[Records contained in a dataset]

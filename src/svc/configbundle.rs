//! # Config bundle module
//!
//! This module packages a [`ConfigNode`] tree into the gzip-compressed tar
//! archive the Backend Adapter's `UploadConfigSetFile` expects as its
//! `bytes` argument. The wire packaging itself is outside the core
//! reconciliation budget, but the types and the packaging routine are
//! modelled in full since the core calls into it on every config push.

use std::io::Write;

use flate2::{write::GzEncoder, Compression};

use crate::svc::backend::ConfigNode;

#[derive(thiserror::Error, Debug)]
pub enum Error {
    #[error("failed to serialize yaml node '{0}', {1}")]
    SerializeYaml(String, serde_yaml::Error),
    #[error("failed to append tar entry '{0}', {1}")]
    Append(String, std::io::Error),
    #[error("failed to finalize archive, {0}")]
    Finalize(std::io::Error),
}

fn append<W: Write>(builder: &mut tar::Builder<W>, prefix: &str, node: &ConfigNode) -> Result<(), Error> {
    match node {
        ConfigNode::Directory { name, contents } => {
            let path = format!("{prefix}{name}/");

            for child in contents {
                append(builder, &path, child)?;
            }

            Ok(())
        }
        ConfigNode::Yaml { name, content } => {
            let rendered = serde_yaml::to_string(content)
                .map_err(|err| Error::SerializeYaml(name.to_owned(), err))?;
            let path = format!("{prefix}{name}");

            let mut header = tar::Header::new_gnu();
            header.set_size(rendered.len() as u64);
            header.set_mode(0o644);
            header.set_cksum();

            builder
                .append_data(&mut header, &path, rendered.as_bytes())
                .map_err(|err| Error::Append(path, err))
        }
        ConfigNode::Text { name, content } => {
            let path = format!("{prefix}{name}");

            let mut header = tar::Header::new_gnu();
            header.set_size(content.len() as u64);
            header.set_mode(0o644);
            header.set_cksum();

            builder
                .append_data(&mut header, &path, content.as_bytes())
                .map_err(|err| Error::Append(path, err))
        }
    }
}

/// packages the given tree into a gzip-compressed tar archive.
pub fn package(root: &ConfigNode) -> Result<Vec<u8>, Error> {
    let encoder = GzEncoder::new(Vec::new(), Compression::default());
    let mut builder = tar::Builder::new(encoder);

    append(&mut builder, "", root)?;

    let encoder = builder.into_inner().map_err(Error::Finalize)?;
    encoder.finish().map_err(Error::Finalize)
}

#[cfg(test)]
mod tests {
    use super::*;
    use serde_json::json;

    #[test]
    fn package_produces_a_non_empty_gzip_stream() {
        let tree = ConfigNode::Directory {
            name: "base".to_string(),
            contents: vec![ConfigNode::Yaml {
                name: "main.yaml".to_string(),
                content: json!({"node_count": 3}),
            }],
        };

        let bytes = package(&tree).unwrap();
        assert!(!bytes.is_empty());
        // gzip magic number
        assert_eq!(&bytes[0..2], &[0x1f, 0x8b]);
    }

    #[test]
    fn package_preserves_nested_directory_names() {
        let tree = ConfigNode::Directory {
            name: "base".to_string(),
            contents: vec![ConfigNode::Directory {
                name: "nested".to_string(),
                contents: vec![ConfigNode::Text {
                    name: "readme".to_string(),
                    content: "hello".to_string(),
                }],
            }],
        };

        let bytes = package(&tree).unwrap();
        let decoder = flate2::read::GzDecoder::new(&bytes[..]);
        let mut archive = tar::Archive::new(decoder);
        let names: Vec<String> = archive
            .entries()
            .unwrap()
            .map(|entry| entry.unwrap().path().unwrap().to_string_lossy().into_owned())
            .collect();

        assert!(names.iter().any(|name| name.ends_with("nested/readme")));
    }
}
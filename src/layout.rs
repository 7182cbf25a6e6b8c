//! Pen position and line feeds.

use glam::{vec2, Vec2};

use crate::style::Padding;

/// Horizontal gap between consecutive glyphs, in pixels.
pub const GLYPH_GAP: f32 = 1.;

/// Moves the pen to the start of the next line.
///
/// The line advances by the tallest glyph seen on it, or by
/// `default_height` if no glyph was placed, plus the top padding.
pub fn feed_line(pos: Vec2, largest_height: f32, default_height: f32, padding: &Padding) -> Vec2 {
    let height = if largest_height == 0. {
        default_height
    } else {
        largest_height
    };
    vec2(padding.left, pos.y + height + padding.top)
}

/// Indent applied to a line started by a break tag or a wrap.
///
/// 15px at the default 16px size, scaled with the font.
pub fn paragraph_indent(font_size: f32) -> f32 {
    15. * (font_size / 16.)
}

/// The page that document-space row `y` falls on.
pub fn page_of(y: f32, page_height: f32) -> usize {
    (y / page_height).floor().max(0.) as usize
}

/// Pages holding the top and the bottom row of something `height`
/// pixels tall whose top is at `y`.
pub fn page_span(y: f32, height: f32, page_height: f32) -> (usize, usize) {
    let bottom_row = y + (height - 1.).max(0.);
    (page_of(y, page_height), page_of(bottom_row, page_height))
}

/// The layout pen. Positions are in document space: in paginated
/// mode `y` keeps increasing across pages.
#[derive(Copy, Clone, Debug, PartialEq)]
pub struct Cursor {
    pub pos: Vec2,
    /// Height of the tallest glyph since the last line feed.
    pub line_height: f32,
    pub page: usize,
}

impl Cursor {
    pub fn new(padding: &Padding) -> Self {
        Self {
            pos: vec2(padding.left, padding.top),
            line_height: 0.,
            page: 0,
        }
    }

    pub fn line_feed(&mut self, default_height: f32, padding: &Padding) {
        self.pos = feed_line(self.pos, self.line_height, default_height, padding);
        self.line_height = 0.;
    }

    /// Whether a glyph `width` pixels wide ends at or before `right_edge`.
    pub fn fits(&self, width: f32, right_edge: f32) -> bool {
        self.pos.x + width <= right_edge
    }

    /// Moves past a placed glyph.
    pub fn advance(&mut self, glyph_size: Vec2) {
        self.pos.x += glyph_size.x + GLYPH_GAP;
        self.line_height = self.line_height.max(glyph_size.y);
    }
}
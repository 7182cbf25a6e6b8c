//! Font providers.
//!
//! The layout engine never touches font files directly. It asks a
//! [`FontProvider`] for a [`FontHandle`] and then for glyph bitmaps.
//! Two providers are included:
//! * [`SystemFonts`], backed by `fontdb` (font discovery) and `fontdue` (rasterization)
//! * [`FixedFonts`], which draws every glyph as a box with a fixed advance.
//!   Useful for tests and for measuring without any fonts installed.

mod system;

use ahash::AHashMap;
use image::{Rgb, RgbImage};
use palette::Srgb;
use smartstring::{LazyCompact, SmartString};

pub use system::SystemFonts;

/// Unique ID of a font family within a provider.
#[derive(Copy, Clone, Debug, PartialEq, Eq, Hash, PartialOrd, Ord, Default)]
pub struct FontId(u32);

impl FontId {
    pub fn new(id: u32) -> Self {
        Self(id)
    }

    pub fn get(self) -> u32 {
        self.0
    }
}

/// A font at a given pixel size, with bold and italic toggles.
#[derive(Debug, Clone, PartialEq, Eq, Hash)]
pub struct FontHandle {
    id: FontId,
    family: SmartString<LazyCompact>,
    size: u32,
    bold: bool,
    italic: bool,
}

impl FontHandle {
    pub fn new(id: FontId, family: &str, size: u32) -> Self {
        Self {
            id,
            family: family.into(),
            size,
            bold: false,
            italic: false,
        }
    }

    pub fn id(&self) -> FontId {
        self.id
    }

    /// The family this handle resolved to.
    pub fn family(&self) -> &str {
        &self.family
    }

    /// Size in pixels.
    pub fn size(&self) -> u32 {
        self.size
    }

    pub fn is_bold(&self) -> bool {
        self.bold
    }

    pub fn is_italic(&self) -> bool {
        self.italic
    }

    pub fn set_bold(&mut self, bold: bool) {
        self.bold = bold;
    }

    pub fn set_italic(&mut self, italic: bool) {
        self.italic = italic;
    }
}

/// How to paint a glyph bitmap.
#[derive(Copy, Clone, Debug, PartialEq)]
pub struct GlyphPaint {
    pub anti_alias: bool,
    pub foreground: Srgb<u8>,
    pub background: Srgb<u8>,
}

#[derive(Debug, thiserror::Error)]
pub enum GlyphError {
    #[error("glyph for {0:?} cannot be rendered")]
    Unrenderable(char),
    #[error("no font matched the family '{0}'")]
    MissingFont(String),
    #[error("failed to parse font '{family}': {reason}")]
    MalformedFont { family: String, reason: &'static str },
}

/// Resolves fonts and renders glyphs for the layout engine.
pub trait FontProvider {
    /// Gets a handle for `family` at `size` pixels.
    ///
    /// Repeated calls with the same arguments return equal handles.
    /// Unknown families resolve to a default family.
    fn get_font(&mut self, family: &str, size: u32) -> FontHandle;

    /// Renders a single character to an opaque bitmap whose width is
    /// the glyph advance and whose height is the line height of the font.
    ///
    /// Fails for characters the font cannot render; callers should skip them.
    fn render_glyph(
        &mut self,
        font: &FontHandle,
        c: char,
        paint: &GlyphPaint,
    ) -> Result<RgbImage, GlyphError>;
}

impl<P: FontProvider + ?Sized> FontProvider for &mut P {
    fn get_font(&mut self, family: &str, size: u32) -> FontHandle {
        (**self).get_font(family, size)
    }

    fn render_glyph(
        &mut self,
        font: &FontHandle,
        c: char,
        paint: &GlyphPaint,
    ) -> Result<RgbImage, GlyphError> {
        (**self).render_glyph(font, c, paint)
    }
}

pub(crate) fn to_pixel(color: Srgb<u8>) -> Rgb<u8> {
    Rgb([color.red, color.green, color.blue])
}

/// A font provider with fixed glyph metrics.
///
/// Each glyph is `ceil(size / 2)` pixels wide (one more when bold) and
/// `size` pixels tall. Visible characters are drawn as a filled box in the
/// lower three quarters of the cell, whitespace as background only.
/// Control characters are reported as unrenderable.
#[derive(Debug, Default)]
pub struct FixedFonts {
    families: AHashMap<SmartString<LazyCompact>, FontId>,
}

impl FixedFonts {
    pub fn new() -> Self {
        Self::default()
    }

    /// Width of a glyph in `font` without rendering it.
    pub fn glyph_width(font: &FontHandle) -> u32 {
        let width = ((font.size() + 1) / 2).max(1);
        if font.is_bold() {
            width + 1
        } else {
            width
        }
    }
}

impl FontProvider for FixedFonts {
    fn get_font(&mut self, family: &str, size: u32) -> FontHandle {
        let next = FontId(self.families.len() as u32);
        let id = *self.families.entry(family.into()).or_insert(next);
        FontHandle::new(id, family, size)
    }

    fn render_glyph(
        &mut self,
        font: &FontHandle,
        c: char,
        paint: &GlyphPaint,
    ) -> Result<RgbImage, GlyphError> {
        if c.is_control() {
            return Err(GlyphError::Unrenderable(c));
        }

        let width = Self::glyph_width(font);
        let height = font.size().max(1);
        let mut bitmap = RgbImage::from_pixel(width, height, to_pixel(paint.background));
        if !c.is_whitespace() {
            let fg = to_pixel(paint.foreground);
            for y in height / 4..height {
                for x in 0..width.saturating_sub(1).max(1) {
                    bitmap.put_pixel(x, y, fg);
                }
            }
        }
        Ok(bitmap)
    }
}

#[cfg(test)]
mod tests {
    use super::*;

    fn paint() -> GlyphPaint {
        GlyphPaint {
            anti_alias: true,
            foreground: Srgb::new(0, 0, 0),
            background: Srgb::new(255, 255, 255),
        }
    }

    #[test]
    fn handles_are_idempotent() {
        let mut fonts = FixedFonts::new();
        let a = fonts.get_font("Serif", 12);
        let b = fonts.get_font("Serif", 12);
        let c = fonts.get_font("Mono", 12);
        assert_eq!(a, b);
        assert_ne!(a.id(), c.id());
    }

    #[test]
    fn fixed_metrics() {
        let mut fonts = FixedFonts::new();
        let mut font = fonts.get_font("Serif", 16);
        let glyph = fonts.render_glyph(&font, 'a', &paint()).unwrap();
        assert_eq!(glyph.dimensions(), (8, 16));
        assert_eq!(glyph.get_pixel(0, 0), &Rgb([255, 255, 255]));
        assert_eq!(glyph.get_pixel(0, 15), &Rgb([0, 0, 0]));

        font.set_bold(true);
        let glyph = fonts.render_glyph(&font, 'a', &paint()).unwrap();
        assert_eq!(glyph.dimensions(), (9, 16));
    }

    #[test]
    fn whitespace_is_blank_and_controls_fail() {
        let mut fonts = FixedFonts::new();
        let font = fonts.get_font("Serif", 16);
        let space = fonts.render_glyph(&font, ' ', &paint()).unwrap();
        assert!(space.pixels().all(|p| *p == Rgb([255, 255, 255])));
        assert!(matches!(
            fonts.render_glyph(&font, '\u{7}', &paint()),
            Err(GlyphError::Unrenderable('\u{7}'))
        ));
    }
}
use glam::{vec2, Vec2};

/// A rectangle.
#[derive(Copy, Clone, Debug, PartialEq, Default)]
pub struct Rect {
    /// The position of the top-left corner
    /// of this rectangle.
    pub pos: Vec2,
    /// The side lengths of this rectangle.
    pub size: Vec2,
}

impl Rect {
    pub fn new(pos: Vec2, size: Vec2) -> Self {
        Self { pos, size }
    }

    pub fn from_xywh(x: f32, y: f32, width: f32, height: f32) -> Self {
        Self::new(vec2(x, y), vec2(width, height))
    }

    /// The bottom-right corner.
    pub fn max(self) -> Vec2 {
        self.pos + self.size
    }

    pub fn is_empty(self) -> bool {
        self.size.x <= 0. || self.size.y <= 0.
    }

    pub fn contains(self, pos: Vec2) -> bool {
        pos.x >= self.pos.x
            && pos.y >= self.pos.y
            && pos.x < (self.pos.x + self.size.x)
            && pos.y < (self.pos.y + self.size.y)
    }

    /// Smallest rectangle containing both `self` and `other`.
    pub fn union(self, other: Rect) -> Self {
        let min = self.pos.min(other.pos);
        let max = self.max().max(other.max());
        Self {
            pos: min,
            size: max - min,
        }
    }
}

#[cfg(test)]
mod tests {
    use super::*;

    #[test]
    fn union_spans_both() {
        let a = Rect::from_xywh(2., 2., 4., 4.);
        let b = Rect::from_xywh(10., 0., 2., 3.);
        assert_eq!(a.union(b), Rect::from_xywh(2., 0., 10., 6.));
    }

    #[test]
    fn contains_is_half_open() {
        let r = Rect::from_xywh(0., 0., 10., 10.);
        assert!(r.contains(vec2(0., 0.)));
        assert!(!r.contains(vec2(10., 5.)));
    }
}
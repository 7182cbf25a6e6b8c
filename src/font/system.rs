use std::{collections::hash_map::Entry, path::Path};

use ahash::AHashMap;
use anyhow::Context as _;
use fontdb::{Database, Family, Query, Stretch, Style, Weight};
use image::{Rgb, RgbImage};
use lru::LruCache;
use smartstring::{LazyCompact, SmartString};

use super::{to_pixel, FontHandle, FontId, FontProvider, GlyphError, GlyphPaint};

const GLYPH_CACHE_CAPACITY: usize = 4096;
/// Horizontal shift per pixel of height for synthesized italics.
const ITALIC_SLANT: f32 = 0.2;

type Str = SmartString<LazyCompact>;

#[derive(Copy, Clone, Debug, PartialEq, Eq, Hash)]
struct GlyphKey {
    face: fontdb::ID,
    c: char,
    size: u32,
    synthetic_bold: bool,
    synthetic_italic: bool,
    anti_alias: bool,
    foreground: [u8; 3],
    background: [u8; 3],
}

/// A face selected for a handle, plus the styles the face
/// lacks and that have to be synthesized.
#[derive(Copy, Clone, Debug)]
struct FaceMatch {
    id: fontdb::ID,
    synthetic_bold: bool,
    synthetic_italic: bool,
}

/// Fonts discovered through `fontdb` and rasterized with `fontdue`.
///
/// Handles, face lookups, parsed faces and rendered glyphs are all cached.
pub struct SystemFonts {
    db: Database,
    default_family: Str,

    ids: AHashMap<Str, FontId>,
    handles: AHashMap<(Str, u32), FontHandle>,
    faces: AHashMap<(Str, bool, bool), FaceMatch>,
    rasterizers: AHashMap<fontdb::ID, fontdue::Font>,
    glyphs: LruCache<GlyphKey, RgbImage, ahash::RandomState>,
}

impl SystemFonts {
    /// Creates a provider with all fonts installed on the system.
    pub fn new() -> Self {
        let mut fonts = Self::empty();
        fonts.db.load_system_fonts();
        log::info!("Loaded {} system font faces", fonts.db.len());
        fonts
    }

    /// Creates a provider without any fonts.
    pub fn empty() -> Self {
        Self {
            db: Database::new(),
            default_family: "sans-serif".into(),
            ids: AHashMap::new(),
            handles: AHashMap::new(),
            faces: AHashMap::new(),
            rasterizers: AHashMap::new(),
            glyphs: LruCache::with_hasher(GLYPH_CACHE_CAPACITY, ahash::RandomState::new()),
        }
    }

    pub fn load_font_data(&mut self, data: Vec<u8>) {
        self.db.load_font_data(data);
        self.invalidate();
    }

    pub fn load_font_file(&mut self, path: impl AsRef<Path>) -> anyhow::Result<()> {
        let path = path.as_ref();
        self.db
            .load_font_file(path)
            .with_context(|| format!("failed to load font file '{}'", path.display()))?;
        log::info!("Loaded font file '{}'", path.display());
        self.invalidate();
        Ok(())
    }

    /// Sets the family used for unknown family names.
    pub fn set_default_family(&mut self, family: impl Into<String>) {
        self.default_family = Str::from(family.into());
        self.invalidate();
    }

    // New faces may change which family a name resolves to.
    fn invalidate(&mut self) {
        self.handles.clear();
        self.faces.clear();
    }

    fn resolve_family(&self, family: &str) -> Str {
        let families = [family_of(family)];
        let query = Query {
            families: &families,
            weight: Weight::NORMAL,
            stretch: Stretch::Normal,
            style: Style::Normal,
        };
        if self.db.query(&query).is_some() {
            family.into()
        } else {
            log::debug!(
                "No font family '{}'; using '{}'",
                family,
                self.default_family
            );
            self.default_family.clone()
        }
    }

    fn face_for(&mut self, font: &FontHandle) -> Result<FaceMatch, GlyphError> {
        let key = (Str::from(font.family()), font.is_bold(), font.is_italic());
        match self.faces.entry(key) {
            Entry::Occupied(entry) => Ok(*entry.get()),
            Entry::Vacant(entry) => {
                let families = [family_of(font.family()), Family::SansSerif];
                let query = Query {
                    families: &families,
                    weight: if font.is_bold() {
                        Weight::BOLD
                    } else {
                        Weight::NORMAL
                    },
                    stretch: Stretch::Normal,
                    style: if font.is_italic() {
                        Style::Italic
                    } else {
                        Style::Normal
                    },
                };
                let id = self
                    .db
                    .query(&query)
                    .ok_or_else(|| GlyphError::MissingFont(font.family().to_owned()))?;
                let info = self
                    .db
                    .face(id)
                    .ok_or_else(|| GlyphError::MissingFont(font.family().to_owned()))?;

                let face = FaceMatch {
                    id,
                    synthetic_bold: font.is_bold() && info.weight.0 < Weight::SEMIBOLD.0,
                    synthetic_italic: font.is_italic() && info.style == Style::Normal,
                };
                Ok(*entry.insert(face))
            }
        }
    }
}

impl Default for SystemFonts {
    fn default() -> Self {
        Self::new()
    }
}

impl FontProvider for SystemFonts {
    fn get_font(&mut self, family: &str, size: u32) -> FontHandle {
        let resolved = self.resolve_family(family);
        let next_id = FontId::new(self.ids.len() as u32);
        let id = *self.ids.entry(resolved.clone()).or_insert(next_id);
        self.handles
            .entry((resolved.clone(), size))
            .or_insert_with(|| FontHandle::new(id, &resolved, size))
            .clone()
    }

    fn render_glyph(
        &mut self,
        font: &FontHandle,
        c: char,
        paint: &GlyphPaint,
    ) -> Result<RgbImage, GlyphError> {
        let face = self.face_for(font)?;
        let key = GlyphKey {
            face: face.id,
            c,
            size: font.size(),
            synthetic_bold: face.synthetic_bold,
            synthetic_italic: face.synthetic_italic,
            anti_alias: paint.anti_alias,
            foreground: to_pixel(paint.foreground).0,
            background: to_pixel(paint.background).0,
        };
        if let Some(glyph) = self.glyphs.get(&key) {
            return Ok(glyph.clone());
        }

        let rasterizer = rasterizer(&mut self.rasterizers, &self.db, face.id, font.family())?;
        if !c.is_whitespace() && rasterizer.lookup_glyph_index(c) == 0 {
            return Err(GlyphError::Unrenderable(c));
        }
        let glyph = rasterize(rasterizer, c, font.size() as f32, face, paint);

        self.glyphs.put(key, glyph.clone());
        Ok(glyph)
    }
}

fn family_of(name: &str) -> Family {
    match name.to_ascii_lowercase().as_str() {
        "serif" => Family::Serif,
        "sans-serif" => Family::SansSerif,
        "monospace" => Family::Monospace,
        "cursive" => Family::Cursive,
        "fantasy" => Family::Fantasy,
        _ => Family::Name(name),
    }
}

fn rasterizer<'a>(
    rasterizers: &'a mut AHashMap<fontdb::ID, fontdue::Font>,
    db: &Database,
    id: fontdb::ID,
    family: &str,
) -> Result<&'a fontdue::Font, GlyphError> {
    match rasterizers.entry(id) {
        Entry::Occupied(entry) => Ok(entry.into_mut()),
        Entry::Vacant(entry) => {
            let font = db
                .with_face_data(id, |data, index| {
                    fontdue::Font::from_bytes(
                        data.to_vec(),
                        fontdue::FontSettings {
                            collection_index: index,
                            ..Default::default()
                        },
                    )
                })
                .ok_or_else(|| GlyphError::MissingFont(family.to_owned()))?
                .map_err(|reason| GlyphError::MalformedFont {
                    family: family.to_owned(),
                    reason,
                })?;
            log::info!("Loaded font '{}'", family);
            Ok(entry.insert(font))
        }
    }
}

/// Draws `c` into a cell as wide as its advance and as tall as the font's line.
fn rasterize(
    font: &fontdue::Font,
    c: char,
    size: f32,
    face: FaceMatch,
    paint: &GlyphPaint,
) -> RgbImage {
    let (ascent, descent) = font
        .horizontal_line_metrics(size)
        .map(|line| (line.ascent, line.descent))
        .unwrap_or((size, 0.));
    let (metrics, coverage) = font.rasterize(c, size);

    let height = (ascent - descent).ceil().max(1.) as u32;
    let embolden = u32::from(face.synthetic_bold);
    let slant = if face.synthetic_italic {
        (height as f32 * ITALIC_SLANT).ceil() as u32
    } else {
        0
    };
    let advance = (metrics.advance_width.ceil() as u32).max(metrics.width as u32);
    let width = (advance + embolden + slant).max(1);

    let mut bitmap = RgbImage::from_pixel(width, height, to_pixel(paint.background));
    let fg = to_pixel(paint.foreground);

    let baseline = ascent.round() as i32;
    let top = baseline - metrics.ymin - metrics.height as i32;
    for gy in 0..metrics.height {
        let y = top + gy as i32;
        if y < 0 || y >= height as i32 {
            continue;
        }
        let shear = if face.synthetic_italic {
            ((height as i32 - y) as f32 * ITALIC_SLANT) as i32
        } else {
            0
        };
        for gx in 0..metrics.width {
            let mut alpha = coverage[gy * metrics.width + gx];
            if !paint.anti_alias {
                alpha = if alpha >= 128 { u8::MAX } else { 0 };
            }
            if alpha == 0 {
                continue;
            }
            for dx in 0..=embolden as i32 {
                let x = metrics.xmin + gx as i32 + shear + dx;
                if x >= 0 && x < width as i32 {
                    let pixel = bitmap.get_pixel_mut(x as u32, y as u32);
                    *pixel = blend(*pixel, fg, alpha);
                }
            }
        }
    }

    bitmap
}

fn blend(under: Rgb<u8>, over: Rgb<u8>, alpha: u8) -> Rgb<u8> {
    let a = alpha as u32;
    let mix = |u: u8, o: u8| ((u as u32 * (255 - a) + o as u32 * a + 127) / 255) as u8;
    Rgb([
        mix(under[0], over[0]),
        mix(under[1], over[1]),
        mix(under[2], over[2]),
    ])
}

__GOAL OF THE EXERCISE__: Reproduce each line of the records in which "prefix" appears.

__OUTPUT__:
fn append<W: Write>(builder: &mut tar::Builder<W>, prefix: &str, node: &ConfigNode) -> Result<(), Error> {
            let path = format!("{prefix}{name}/");
            let path = format!("{prefix}{name}");
            let path = format!("{prefix}{name}");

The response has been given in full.